The reducible representation of angular momentum you found, (14), $$ \Delta (J_1) = \frac{1}{2}\begin{pmatrix} 0 & 1 & 1 & 0 \\ 1 & 0 & 0 & 1 \\ 1 & 0 & 0 & 1 \\ 0 & 1 & 1 & 0 \end{pmatrix}, $$ $\Delta (J_3)=$diag (1,0,0,-1), etc, can be reduced to the direct sum of a triplet (spin one) and a singlet (spin 0, so generators are realized trivially by 0!) rep, by the orthogonal Clebsch–Gordan matrix, $$ C=\begin{pmatrix} 1 & 0 & 0 & 0 \\ 0 & 1/\sqrt{2} & -1/\sqrt{2} & 0 \\ 0 & 1/\sqrt{2} & 1/\sqrt{2} & 0 \\ 0 & 0 & 0 & 1 \end{pmatrix}. $$ That is to say, $$ C^{-1} \Delta(J_1) C= \frac{1}{\sqrt{2}} \begin{pmatrix} 0 & 1 & 0 & 0 \\ 1 & 0 & 0 & 1 \\ 0 & 0 & 0 & 0 \\ 0 & 1 & 0 & 0 \end{pmatrix}. $$ The 3rd component of the 4-vectors has decoupled (it is the singlet!), while the other 3 components constitute just $$ j_1=\frac{1}{\sqrt{2}} \begin{pmatrix} 0 & 1 & 0 \\ 1 & 0 & 1 \\ 0 & 1 & 0 \end{pmatrix}, $$ the triplet generator in the spherical basis.

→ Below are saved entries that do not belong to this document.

use std::{error::Error, sync::Arc};

use job_board::{init_logger, BoardConfig, CompanyCard, Credentials, RecruitingApi, TokenCache};

fn main() -> Result<(), Box<dyn Error>> {
    init_logger(log::LevelFilter::Info);
    let config = BoardConfig::load(BoardConfig::PATH)?;
    let api = RecruitingApi::new(
        config,
        Credentials::from_env()?,
        Arc::new(TokenCache::new()),
    )?;

    let companies = api.fetch_companies()?;
    for company in &companies {
        println!("{}\n", CompanyCard::new(company));
    }
    if companies.is_empty() {
        println!("No companies found.");
    }
    Ok(())
}
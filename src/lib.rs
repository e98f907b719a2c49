macro_rules! re {
    ($name:ident, $($e:expr),* $(,)?) => {
        static $name: std::sync::LazyLock<regex::Regex> = std::sync::LazyLock::new(
            || regex::Regex::new(concat!($($e),*)).unwrap(),
        );
    };
}

mod api;
mod board;
mod config;
mod describe;
mod facet;
mod filter;
mod job;
mod present;
mod text;

pub use api::{Credentials, FetchError, RecruitingApi, TokenCache, TokenGrant};
pub use board::{Board, FetchTicket, LoadState, SnapshotError};
pub use config::{BoardConfig, ConfigError};
pub use describe::{bullet_points, describe, structure, DescriptionBlock};
pub use facet::{aggregate, normalize_value, split_values, Facet, FacetCounts, FacetIndex};
pub use filter::{filter_jobs, FilterSelection, JobPage, PageWindow, SortOrder};
pub use job::{days_ago, decode_listing, parse_date, Company, JobRecord};
pub use present::{
    format_cities, format_salary, posted_label, render_blocks, CompanyCard, JobCard, JobDetail,
    Logo,
};
pub use text::{excerpt, normalize};

pub fn init_logger(default_level: log::LevelFilter) {
    pretty_env_logger::formatted_timed_builder()
        .filter_level(default_level)
        .parse_default_env()
        .init();
}
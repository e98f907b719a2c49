use std::{
    collections::{BTreeMap, BTreeSet},
    fmt::Display,
};

use serde::{Deserialize, Serialize};
use tiny_bail::prelude::*;

use crate::job::JobRecord;

/// Normalized facet value to the number of jobs carrying it.
pub type FacetCounts = BTreeMap<String, usize>;

/// A categorical dimension jobs can be filtered on.
#[derive(Serialize, Deserialize, Clone, Copy, PartialEq, Eq, PartialOrd, Ord, Hash, Debug)]
pub enum Facet {
    Category,
    Organization,
    City,
    Country,
}

impl Display for Facet {
    fn fmt(&self, f: &mut std::fmt::Formatter<'_>) -> std::fmt::Result {
        f.write_str(match self {
            Facet::Category => "Categories",
            Facet::Organization => "Organizations",
            Facet::City => "Cities",
            Facet::Country => "Countries",
        })
    }
}

impl Facet {
    pub const ALL: [Facet; 4] = [
        Facet::Category,
        Facet::Organization,
        Facet::City,
        Facet::Country,
    ];

    /// The raw field this facet reads from a job.
    pub fn field(self, job: &JobRecord) -> Option<&str> {
        match self {
            Facet::Category => job.category_name.as_deref(),
            Facet::Organization => job.organization.as_deref(),
            Facet::City => job.city.as_deref(),
            Facet::Country => job.country.as_deref(),
        }
    }
}

/// Splits a multi-valued field on `,`, `&` or the word `and`, trimming pieces
/// and dropping empty ones.
pub fn split_values(raw: &str) -> impl Iterator<Item = &str> {
    re!(DELIMITER_RE, r"(?i),|&|\band\b");

    DELIMITER_RE
        .split(raw)
        .map(str::trim)
        .filter(|piece| !piece.is_empty())
}

/// Title-cases a facet piece, or rejects it if it is shorter than three
/// characters or holds anything but letters and spaces.
pub fn normalize_value(piece: &str) -> Option<String> {
    let piece = piece.trim();
    if piece.chars().count() < 3
        || !piece.chars().all(|c| c.is_alphabetic() || c.is_whitespace())
    {
        return None;
    }

    let words = piece.split_whitespace().map(|word| {
        let mut chars = word.chars();
        let Some(first) = chars.next() else {
            return String::new();
        };
        first
            .to_uppercase()
            .chain(chars.flat_map(char::to_lowercase))
            .collect::<String>()
    });
    Some(words.collect::<Vec<String>>().join(" "))
}

/// Counts normalized facet values across `jobs`. A job counts once per
/// distinct value, so multi-valued fields contribute to several entries.
pub fn aggregate(jobs: &[JobRecord], facet: Facet) -> FacetCounts {
    let mut counts = FacetCounts::new();
    for job in jobs {
        let raw = cq!(facet.field(job));
        let values = split_values(raw)
            .filter_map(normalize_value)
            .collect::<BTreeSet<_>>();
        for value in values {
            *counts.entry(value).or_default() += 1;
        }
    }
    counts
}

/// Facet counts for every facet over the full, unfiltered job list.
#[derive(Clone, Default, PartialEq, Debug)]
pub struct FacetIndex {
    category: FacetCounts,
    organization: FacetCounts,
    city: FacetCounts,
    country: FacetCounts,
}

impl FacetIndex {
    pub fn build(jobs: &[JobRecord]) -> Self {
        Self {
            category: aggregate(jobs, Facet::Category),
            organization: aggregate(jobs, Facet::Organization),
            city: aggregate(jobs, Facet::City),
            country: aggregate(jobs, Facet::Country),
        }
    }

    pub fn get(&self, facet: Facet) -> &FacetCounts {
        match facet {
            Facet::Category => &self.category,
            Facet::Organization => &self.organization,
            Facet::City => &self.city,
            Facet::Country => &self.country,
        }
    }
}

#[cfg(test)]
mod tests {
    use super::*;

    fn job(id: &str, category: &str, city: &str) -> JobRecord {
        JobRecord {
            category_name: Some(category.into()),
            city: Some(city.into()),
            ..JobRecord::new(id)
        }
    }

    #[test]
    fn category_counts() {
        let jobs = [
            job("1", "Engineering, Design", "Lahore"),
            job("2", "Engineering", "Lahore"),
            job("3", "Sales", "Karachi"),
        ];
        let counts = aggregate(&jobs, Facet::Category);
        assert_eq!(
            counts,
            FacetCounts::from([
                ("Design".into(), 1),
                ("Engineering".into(), 2),
                ("Sales".into(), 1),
            ]),
        );
    }

    #[test]
    fn messy_cities() {
        let jobs = [
            job("1", "", "lahore, KARACHI & Islamabad and Multan"),
            job("2", "", "Lahore,, Lahore, 54000, G-9, NY"),
            job("3", "", "  new   york "),
            JobRecord::new("4"),
        ];
        let counts = aggregate(&jobs, Facet::City);
        assert_eq!(
            counts,
            FacetCounts::from([
                ("Islamabad".into(), 1),
                ("Karachi".into(), 1),
                ("Lahore".into(), 2),
                ("Multan".into(), 1),
                ("New York".into(), 1),
            ]),
        );
    }

    #[test]
    fn normalize_values() {
        for (piece, expected) in [
            ("engineering", Some("Engineering")),
            ("  SALES  ", Some("Sales")),
            ("research  development", Some("Research Development")),
            ("IT", None),
            ("Level 3", None),
            ("R&D", None),
            ("São paulo", Some("São Paulo")),
            ("", None),
        ] {
            assert_eq!(normalize_value(piece).as_deref(), expected, "{}", piece);
        }
    }

    #[test]
    fn split_on_delimiters() {
        assert_eq!(
            split_values("A, B & C AND D, Andover").collect::<Vec<_>>(),
            ["A", "B", "C", "D", "Andover"],
        );
        assert_eq!(split_values(" , & ").count(), 0);
    }

    #[test]
    fn index_covers_every_facet() {
        let jobs = [JobRecord {
            organization: Some("Acme".into()),
            country: Some("Pakistan".into()),
            ..job("1", "Sales", "Lahore")
        }];
        let index = FacetIndex::build(&jobs);
        for facet in Facet::ALL {
            assert_eq!(index.get(facet).values().sum::<usize>(), 1, "{}", facet);
        }
    }
}
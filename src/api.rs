use std::{
    sync::{Arc, Mutex, PoisonError},
    time::Duration,
};

use chrono::{DateTime, TimeDelta, Utc};
use reqwest::{
    blocking::{Client, Response},
    StatusCode,
};
use serde::Deserialize;
use serde_json::Value;
use url::Url;

use crate::{
    config::BoardConfig,
    job::{decode_listing, Company, JobRecord},
};

#[derive(Debug, thiserror::Error)]
pub enum FetchError {
    #[error("HTTP error: {0}")]
    Http(#[from] reqwest::Error),
    #[error("upstream returned {status}: {message}")]
    Status { status: StatusCode, message: String },
    #[error("JSON parse error: {0}")]
    Json(#[from] serde_json::Error),
    #[error("missing credential: {0} is not set")]
    MissingCredential(&'static str),
    #[error("cannot build a request URL from {0}")]
    InvalidEndpoint(Url),
    #[error("job not found: {0}")]
    NotFound(String),
}

/// An access token as granted by the token endpoint.
#[derive(Deserialize, Clone, PartialEq, Eq, Debug)]
pub struct TokenGrant {
    pub access_token: String,
    /// Lifetime in seconds.
    pub expires_in: i64,
}

struct CachedToken {
    token: String,
    expires_at: DateTime<Utc>,
}

/// Single-slot bearer token cache shared by every request to the API.
///
/// A refresh holds the lock, so concurrent callers wait for one token
/// request instead of each issuing their own.
#[derive(Default)]
pub struct TokenCache {
    slot: Mutex<Option<CachedToken>>,
}

impl TokenCache {
    /// Seconds shaved off each grant so a token is never used right at expiry.
    pub const EXPIRY_MARGIN_SECS: i64 = 60;

    pub fn new() -> Self {
        Self::default()
    }

    /// Returns the cached token if it is still valid at `now`, otherwise
    /// stores and returns a fresh grant from `refresh`.
    pub fn get_or_refresh<E>(
        &self,
        now: DateTime<Utc>,
        refresh: impl FnOnce() -> Result<TokenGrant, E>,
    ) -> Result<String, E> {
        let mut slot = self.slot.lock().unwrap_or_else(PoisonError::into_inner);
        if let Some(cached) = slot.as_ref() {
            if now < cached.expires_at {
                return Ok(cached.token.clone());
            }
        }

        let grant = refresh()?;
        let lifetime = (grant.expires_in - Self::EXPIRY_MARGIN_SECS).max(0);
        let expires_at = TimeDelta::try_seconds(lifetime)
            .and_then(|lifetime| now.checked_add_signed(lifetime))
            .unwrap_or(now);
        log::debug!("Refreshed bearer token, valid until {}", expires_at);

        *slot = Some(CachedToken {
            token: grant.access_token.clone(),
            expires_at,
        });
        Ok(grant.access_token)
    }

    pub fn clear(&self) {
        *self.slot.lock().unwrap_or_else(PoisonError::into_inner) = None;
    }
}

/// OAuth2 client credentials for the recruiting API.
#[derive(Clone)]
pub struct Credentials {
    pub client_id: String,
    pub client_secret: String,
}

impl Credentials {
    pub const CLIENT_ID_VAR: &str = "CLIENT_ID";
    pub const CLIENT_SECRET_VAR: &str = "CLIENT_SECRET";

    pub fn from_env() -> Result<Self, FetchError> {
        let var = |name: &'static str| {
            std::env::var(name)
                .ok()
                .filter(|value| !value.trim().is_empty())
                .ok_or(FetchError::MissingCredential(name))
        };
        Ok(Self {
            client_id: var(Self::CLIENT_ID_VAR)?,
            client_secret: var(Self::CLIENT_SECRET_VAR)?,
        })
    }
}

/// Blocking client for the upstream recruiting API.
pub struct RecruitingApi {
    http: Client,
    config: BoardConfig,
    credentials: Credentials,
    tokens: Arc<TokenCache>,
}

impl RecruitingApi {
    pub fn new(
        config: BoardConfig,
        credentials: Credentials,
        tokens: Arc<TokenCache>,
    ) -> Result<Self, FetchError> {
        let http = Client::builder()
            .timeout(Duration::from_secs(config.timeout_secs))
            .build()?;
        Ok(Self {
            http,
            config,
            credentials,
            tokens,
        })
    }

    pub fn fetch_jobs(&self) -> Result<Vec<JobRecord>, FetchError> {
        let body = self.get_json(&self.config.jobs_url)?;
        let jobs = decode_listing(&body, JobRecord::from_json);
        log::info!("Fetched {} jobs", jobs.len());
        Ok(jobs)
    }

    pub fn fetch_job(&self, id: &str) -> Result<JobRecord, FetchError> {
        let mut url = self.config.job_detail_url.clone();
        url.path_segments_mut()
            .map_err(|()| FetchError::InvalidEndpoint(self.config.job_detail_url.clone()))?
            .pop_if_empty()
            .push(id);

        let body = self.get_json(&url)?;
        job_from_detail(&body).ok_or_else(|| FetchError::NotFound(id.to_string()))
    }

    pub fn fetch_companies(&self) -> Result<Vec<Company>, FetchError> {
        let body = self.get_json(&self.config.companies_url)?;
        let companies = decode_listing(&body, Company::from_json);
        log::info!("Fetched {} companies", companies.len());
        Ok(companies)
    }

    fn bearer_token(&self) -> Result<String, FetchError> {
        self.tokens
            .get_or_refresh(Utc::now(), || self.request_token())
    }

    fn request_token(&self) -> Result<TokenGrant, FetchError> {
        log::debug!("Requesting bearer token from {}", self.config.token_url);
        let response = self
            .http
            .post(self.config.token_url.clone())
            .form(&[
                ("grant_type", "client_credentials"),
                ("client_id", self.credentials.client_id.as_str()),
                ("client_secret", self.credentials.client_secret.as_str()),
            ])
            .send()?;
        Ok(check_status(response)?.json()?)
    }

    fn get_json(&self, url: &Url) -> Result<Value, FetchError> {
        let token = self.bearer_token()?;
        log::debug!("GET {}", url);
        let response = self.http.get(url.clone()).bearer_auth(token).send()?;
        let body = check_status(response)?.text()?;
        Ok(serde_json::from_str(&body)?)
    }
}

/// Some deployments wrap the record in `result` or `data`, others return it bare.
fn job_from_detail(body: &Value) -> Option<JobRecord> {
    ["result", "data"]
        .into_iter()
        .filter_map(|key| body.get(key))
        .chain([body])
        .find_map(JobRecord::from_json)
}

fn check_status(response: Response) -> Result<Response, FetchError> {
    let status = response.status();
    if status.is_success() {
        return Ok(response);
    }

    let body = response.text().unwrap_or_default();
    Err(FetchError::Status {
        status,
        message: error_message(&body),
    })
}

/// Pulls `message` out of an upstream error body, falling back to the raw body.
fn error_message(body: &str) -> String {
    serde_json::from_str::<Value>(body)
        .ok()
        .and_then(|value| value.get("message")?.as_str().map(str::to_string))
        .unwrap_or_else(|| body.trim().to_string())
}

#[cfg(test)]
mod tests {
    use std::cell::Cell;

    use chrono::TimeZone as _;

    use super::*;

    fn at(secs: i64) -> DateTime<Utc> {
        Utc.timestamp_opt(1_700_000_000 + secs, 0).unwrap()
    }

    fn grant(token: &str, expires_in: i64) -> Result<TokenGrant, FetchError> {
        Ok(TokenGrant {
            access_token: token.into(),
            expires_in,
        })
    }

    #[test]
    fn token_cached_until_margin() {
        let cache = TokenCache::new();
        let refreshes = Cell::new(0);
        let refresh = |token: &'static str| {
            refreshes.set(refreshes.get() + 1);
            grant(token, 3600)
        };

        assert_eq!(cache.get_or_refresh(at(0), || refresh("first")).unwrap(), "first");
        assert_eq!(cache.get_or_refresh(at(3539), || refresh("second")).unwrap(), "first");
        assert_eq!(refreshes.get(), 1);

        // 3600s grant minus the 60s margin.
        assert_eq!(cache.get_or_refresh(at(3540), || refresh("second")).unwrap(), "second");
        assert_eq!(refreshes.get(), 2);
    }

    #[test]
    fn failed_refresh_keeps_nothing() {
        let cache = TokenCache::new();
        let result = cache.get_or_refresh(at(0), || Err(FetchError::MissingCredential("CLIENT_ID")));
        assert!(matches!(result, Err(FetchError::MissingCredential(_))));
        assert_eq!(cache.get_or_refresh(at(1), || grant("ok", 3600)).unwrap(), "ok");
    }

    #[test]
    fn short_or_absurd_lifetimes() {
        let cache = TokenCache::new();
        assert_eq!(cache.get_or_refresh(at(0), || grant("short", 30)).unwrap(), "short");
        // Expired immediately, so the next call refreshes.
        assert_eq!(cache.get_or_refresh(at(0), || grant("next", i64::MAX)).unwrap(), "next");
        assert_eq!(cache.get_or_refresh(at(1), || grant("unused", 10)).unwrap(), "unused");
    }

    #[test]
    fn clear_forces_refresh() {
        let cache = TokenCache::new();
        cache.get_or_refresh(at(0), || grant("a", 3600)).unwrap();
        cache.clear();
        assert_eq!(cache.get_or_refresh(at(1), || grant("b", 3600)).unwrap(), "b");
    }

    #[test]
    fn token_grant_from_json() {
        let grant: TokenGrant = serde_json::from_str(
            r#"{"token_type":"Bearer","expires_in":3600,"access_token":"abc"}"#,
        )
        .unwrap();
        assert_eq!(grant.access_token, "abc");
        assert_eq!(grant.expires_in, 3600);
    }

    #[test]
    fn detail_shapes() {
        use serde_json::json;

        for body in [
            json!({ "result": { "id": 7, "title": "Wrapped" } }),
            json!({ "data": { "id": 7, "title": "Wrapped" } }),
            json!({ "id": 7, "title": "Wrapped" }),
        ] {
            let job = job_from_detail(&body).unwrap();
            assert_eq!(job.id, "7", "{}", body);
            assert_eq!(job.title.as_deref(), Some("Wrapped"), "{}", body);
        }
        assert_eq!(job_from_detail(&json!({ "message": "not found" })), None);
        assert_eq!(job_from_detail(&json!({ "result": null })), None);
    }

    #[test]
    fn error_messages() {
        assert_eq!(error_message(r#"{"message":"Unauthenticated."}"#), "Unauthenticated.");
        assert_eq!(error_message("  Bad Gateway \n"), "Bad Gateway");
        assert_eq!(error_message(r#"{"error":"x"}"#), r#"{"error":"x"}"#);
    }
}
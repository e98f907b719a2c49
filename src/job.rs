use std::fmt::Display;

use chrono::{DateTime, NaiveDate, NaiveDateTime};
use serde::{Deserialize, Serialize};
use serde_json::{Map, Value};
use tiny_bail::prelude::*;

/// A job posting as served by the recruiting API.
///
/// Only `id` is guaranteed. Everything else comes from an upstream that
/// regularly sends `null`, numbers in string fields, or nothing at all.
#[derive(Serialize, Deserialize, Clone, Default, PartialEq, Debug)]
pub struct JobRecord {
    /// Unique within a fetched batch. Numeric ids are stringified.
    pub id: String,
    pub title: Option<String>,
    /// Rich-text (HTML) description.
    pub description: Option<String>,
    pub category_name: Option<String>,
    pub organization: Option<String>,
    pub organization_logo: Option<String>,
    /// Possibly a delimited list, e.g. `"Lahore, Karachi & Islamabad"`.
    pub city: Option<String>,
    pub country: Option<String>,
    pub salary: Option<f64>,
    pub start_date: Option<String>,
    pub end_date: Option<String>,
    /// Public identifier used in outbound links.
    pub encrypted_id: Option<String>,
    pub positions: Option<String>,
    /// The organization's profile URL.
    pub url: Option<String>,
}

impl Display for JobRecord {
    fn fmt(&self, f: &mut std::fmt::Formatter<'_>) -> std::fmt::Result {
        write!(f, "{}", self.title.as_deref().unwrap_or("Untitled"))
    }
}

impl JobRecord {
    pub fn new(id: impl Into<String>) -> Self {
        Self {
            id: id.into(),
            ..Self::default()
        }
    }

    /// Reads a record out of an upstream JSON object. Returns `None` when
    /// the value is not an object or carries no usable `id`.
    pub fn from_json(value: &Value) -> Option<Self> {
        let fields = value.as_object()?;
        let id = text_field(fields, "id")?;

        Some(Self {
            id,
            title: text_field(fields, "title"),
            description: text_field(fields, "description"),
            category_name: text_field(fields, "category_name"),
            organization: text_field(fields, "organization"),
            organization_logo: text_field(fields, "organization_logo"),
            city: text_field(fields, "city"),
            country: text_field(fields, "country"),
            salary: number_field(fields, "salary").or_else(|| number_field(fields, "Salary")),
            start_date: text_field(fields, "start_date"),
            end_date: text_field(fields, "end_date"),
            encrypted_id: text_field(fields, "encrypted_id"),
            positions: text_field(fields, "positions"),
            url: text_field(fields, "url"),
        })
    }

    pub fn started(&self) -> Option<NaiveDate> {
        self.start_date.as_deref().and_then(parse_date)
    }

    pub fn ends(&self) -> Option<NaiveDate> {
        self.end_date.as_deref().and_then(parse_date)
    }

    /// Whole days between the start date and `today`, if the start date parses.
    pub fn days_since_start(&self, today: NaiveDate) -> Option<i64> {
        self.started().map(|date| days_ago(date, today))
    }
}

/// A hiring organization as served by the recruiting API.
#[derive(Serialize, Deserialize, Clone, Default, PartialEq, Debug)]
pub struct Company {
    pub id: Option<String>,
    pub encrypted_id: Option<String>,
    pub organization: Option<String>,
    pub organization_logo: Option<String>,
    pub city: Option<String>,
    pub country: Option<String>,
    pub positions: Option<String>,
    pub category_name: Option<String>,
    pub description: Option<String>,
    pub url: Option<String>,
}

impl Display for Company {
    fn fmt(&self, f: &mut std::fmt::Formatter<'_>) -> std::fmt::Result {
        write!(f, "{}", self.organization.as_deref().unwrap_or("Unknown"))
    }
}

impl Company {
    pub fn from_json(value: &Value) -> Option<Self> {
        let fields = value.as_object()?;

        Some(Self {
            id: text_field(fields, "id"),
            encrypted_id: text_field(fields, "encrypted_id"),
            organization: text_field(fields, "organization"),
            organization_logo: text_field(fields, "organization_logo"),
            city: text_field(fields, "city"),
            country: text_field(fields, "country"),
            positions: text_field(fields, "positions"),
            category_name: text_field(fields, "category_name"),
            description: text_field(fields, "description"),
            url: text_field(fields, "url"),
        })
    }
}

/// Extracts the items of a listing payload, either `{ "results": [...] }` or
/// a bare array. Items that `parse` rejects are skipped, with one warning
/// summarizing how many.
pub fn decode_listing<T>(body: &Value, parse: impl Fn(&Value) -> Option<T>) -> Vec<T> {
    let items = match body.get("results").unwrap_or(body) {
        Value::Array(items) => items,
        _ => {
            log::warn!("Listing payload has no results array");
            return Vec::new();
        }
    };

    let mut parsed = Vec::with_capacity(items.len());
    for item in items {
        parsed.push(cq!(parse(item)));
    }
    if parsed.len() < items.len() {
        log::warn!(
            "Skipped {} malformed listing items ({} kept)",
            items.len() - parsed.len(),
            parsed.len(),
        );
    }

    parsed
}

/// Parses an upstream date.
///
/// Accepted formats, tried in order: RFC 3339, `YYYY-MM-DD HH:MM:SS`,
/// `YYYY-MM-DD`, `DD/MM/YYYY`.
pub fn parse_date(raw: &str) -> Option<NaiveDate> {
    let raw = raw.trim();
    if let Ok(datetime) = DateTime::parse_from_rfc3339(raw) {
        return Some(datetime.date_naive());
    }
    if let Ok(datetime) = NaiveDateTime::parse_from_str(raw, "%Y-%m-%d %H:%M:%S") {
        return Some(datetime.date());
    }
    NaiveDate::parse_from_str(raw, "%Y-%m-%d")
        .or_else(|_| NaiveDate::parse_from_str(raw, "%d/%m/%Y"))
        .ok()
}

/// Whole days from `date` to `today`. Negative when `date` is in the future.
pub fn days_ago(date: NaiveDate, today: NaiveDate) -> i64 {
    (today - date).num_days()
}

fn text_field(fields: &Map<String, Value>, key: &str) -> Option<String> {
    let text = match fields.get(key)? {
        Value::String(s) => s.trim().to_string(),
        Value::Number(n) => n.to_string(),
        Value::Bool(b) => b.to_string(),
        _ => return None,
    };
    (!text.is_empty()).then_some(text)
}

fn number_field(fields: &Map<String, Value>, key: &str) -> Option<f64> {
    let number = match fields.get(key)? {
        Value::Number(n) => n.as_f64(),
        Value::String(s) => s.trim().replace(',', "").parse::<f64>().ok(),
        _ => None,
    };
    number.filter(|n| n.is_finite())
}

#[cfg(test)]
mod tests {
    use serde_json::json;

    use super::*;

    #[test]
    fn from_json_tolerates_messy_fields() {
        let job = JobRecord::from_json(&json!({
            "id": 42,
            "title": "  Backend Engineer ",
            "description": null,
            "city": "",
            "country": "Pakistan",
            "Salary": "150,000",
            "start_date": "12/03/2024",
            "unexpected": { "nested": true },
        }))
        .unwrap();

        assert_eq!(job.id, "42");
        assert_eq!(job.title.as_deref(), Some("Backend Engineer"));
        assert_eq!(job.description, None);
        assert_eq!(job.city, None);
        assert_eq!(job.salary, Some(150_000.0));
        assert_eq!(job.started(), NaiveDate::from_ymd_opt(2024, 3, 12));
    }

    #[test]
    fn from_json_requires_id() {
        assert_eq!(JobRecord::from_json(&json!({ "title": "No id" })), None);
        assert_eq!(JobRecord::from_json(&json!({ "id": "  " })), None);
        assert_eq!(JobRecord::from_json(&json!(["not", "an", "object"])), None);
    }

    #[test]
    fn listing_shapes() {
        let wrapped = json!({ "results": [{ "id": 1 }, { "title": "broken" }, { "id": "b" }] });
        let ids = decode_listing(&wrapped, JobRecord::from_json)
            .into_iter()
            .map(|job| job.id)
            .collect::<Vec<_>>();
        assert_eq!(ids, ["1", "b"]);

        let bare = json!([{ "organization": "Acme" }]);
        let companies = decode_listing(&bare, Company::from_json);
        assert_eq!(companies.len(), 1);
        assert_eq!(companies[0].to_string(), "Acme");

        assert!(decode_listing(&json!({ "message": "nope" }), JobRecord::from_json).is_empty());
        assert!(decode_listing(&json!([null, 3, {}]), JobRecord::from_json).is_empty());
    }

    #[test]
    fn dates() {
        let march_12 = NaiveDate::from_ymd_opt(2024, 3, 12);
        for (raw, expected) in [
            ("2024-03-12", march_12),
            ("2024-03-12T08:30:00Z", march_12),
            ("2024-03-12T23:30:00+05:00", march_12),
            ("2024-03-12 08:30:00", march_12),
            ("12/03/2024", march_12),
            (" 12/03/2024 ", march_12),
            ("31/02/2024", None),
            ("next week", None),
            ("", None),
        ] {
            assert_eq!(parse_date(raw), expected, "{}", raw);
        }
    }

    #[test]
    fn days_since_start() {
        let today = NaiveDate::from_ymd_opt(2024, 3, 15).unwrap();
        let mut job = JobRecord::new("1");
        assert_eq!(job.days_since_start(today), None);

        job.start_date = Some("2024-03-12".into());
        assert_eq!(job.days_since_start(today), Some(3));

        job.start_date = Some("2024-03-20".into());
        assert_eq!(job.days_since_start(today), Some(-5));
    }
}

The footnote in that article, or this answer, gives you the similarity transformation to the Cartesian basis expression you wrote, (1), after the 0th row and columns are likewise excised. Of course, $\Delta (J_3)=$diag (1,0,0,-1) remained unaffected by the above Clebsching to yield just $j_3=$diag(1,0,-1).

You may convince yourself of the analogous reduction with the same Clebsch-Gordan matrix for $\Delta(J_2)$. You may then fit this rep subspace into a 3-by-3 block, (the lower right one) of the 4-vector rep you are using in 1. As a last check to appreciate the structure, work out the full quadratic Casimir invariant and its reduction to a 3d identity and a zero entry for the singlet.